Task item: Output only the lines below from the one containing "Err(e) if e.kind() == std::io::ErrorKind::PermissionDenied" to the one containing "Ok(exit_code(status))", exactly as written, both ends kept.

=-=-=-=-=

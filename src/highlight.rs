use inksac::prelude::*;

/// Styles diagnostics for the terminal, falling back to plain text when the
/// terminal does not support color.
#[derive(Debug, Clone, Copy)]
pub struct DiagnosticStyle {
    color_support: ColorSupport,
}

impl DiagnosticStyle {
    pub fn new() -> Self {
        let support = check_color_support().unwrap_or(ColorSupport::NoColor);
        Self {
            color_support: support,
        }
    }

    pub fn error(&self, message: &str) -> String {
        if matches!(self.color_support, ColorSupport::NoColor) {
            return message.to_string();
        }

        let error_style = Style::builder().foreground(Color::Red).bold().build();

        message.style(error_style).to_string()
    }

    pub fn warning(&self, message: &str) -> String {
        if matches!(self.color_support, ColorSupport::NoColor) {
            return message.to_string();
        }

        let warning_style = Style::builder().foreground(Color::Yellow).build();

        message.style(warning_style).to_string()
    }
}

impl Default for DiagnosticStyle {
    fn default() -> Self {
        Self::new()
    }
}
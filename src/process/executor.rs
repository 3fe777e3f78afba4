use std::ffi::CString;
use std::os::unix::ffi::OsStrExt;
use std::os::unix::process::{CommandExt, ExitStatusExt};
use std::path::{Path, PathBuf};
use std::process::{Command, ExitStatus, Stdio};

use super::ProcessError;
use crate::core::env::EnvVarManager;

/// Resolves an external command, spawns it with the session's environment
/// snapshot and inherited stdio, and blocks until it terminates.
#[derive(Clone)]
pub struct ProcessLauncher;

impl Default for ProcessLauncher {
    fn default() -> Self {
        Self::new()
    }
}

impl ProcessLauncher {
    pub fn new() -> Self {
        Self
    }

    /// Names containing `/` are taken as literal paths; bare names are
    /// searched through the directories of the manager's `PATH` entry.
    fn resolve(&self, name: &str, env: &EnvVarManager) -> Option<PathBuf> {
        if name.contains('/') {
            let path = Path::new(name);
            return is_executable(path).then(|| path.to_path_buf());
        }

        for dir in env.get("PATH")?.split(':').filter(|d| !d.is_empty()) {
            let candidate = Path::new(dir).join(name);
            if is_executable(&candidate) {
                return Some(candidate);
            }
        }
        None
    }

    /// Runs `args` as an external command; `args[0]` is the command name.
    /// Returns the child's exit code, or `128 + signal` when the child was
    /// killed by a signal. An unresolvable name never spawns.
    pub fn run(&self, args: &[String], env: &EnvVarManager) -> Result<i32, ProcessError> {
        let path = self
            .resolve(&args[0], env)
            .ok_or_else(|| ProcessError::CommandNotFound(args[0].clone()))?;

        let mut command = Command::new(&path);
        command
            .arg0(&args[0])
            .args(&args[1..])
            .stdin(Stdio::inherit())
            .stdout(Stdio::inherit())
            .stderr(Stdio::inherit())
            .env_clear()
            .envs(env.iter());

        let mut child = match command.spawn() {
            Ok(child) => child,
            Err(e) if e.kind() == std::io::ErrorKind::NotFound => {
                return Err(ProcessError::CommandNotFound(args[0].clone()));
            }
            Err(e) if e.kind() == std::io::ErrorKind::PermissionDenied => {
                return Err(ProcessError::PermissionDenied(args[0].clone()));
            }
            Err(e) => return Err(ProcessError::SpawnFailed(e)),
        };

        let status = child.wait().map_err(ProcessError::WaitFailed)?;
        Ok(exit_code(status))
    }
}

fn exit_code(status: ExitStatus) -> i32 {
    match status.code() {
        Some(code) => code,
        None => 128 + status.signal().unwrap_or(0),
    }
}

fn is_executable(path: &Path) -> bool {
    let Ok(c_path) = CString::new(path.as_os_str().as_bytes()) else {
        return false;
    };
    unsafe { libc::access(c_path.as_ptr(), libc::X_OK) == 0 }
}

=-=-=-=-=

Solution to this task:
            Err(e) if e.kind() == std::io::ErrorKind::PermissionDenied => {
                return Err(ProcessError::PermissionDenied(args[0].clone()));
            }
            Err(e) => return Err(ProcessError::SpawnFailed(e)),
        };

        let status = child.wait().map_err(ProcessError::WaitFailed)?;
        Ok(exit_code(status))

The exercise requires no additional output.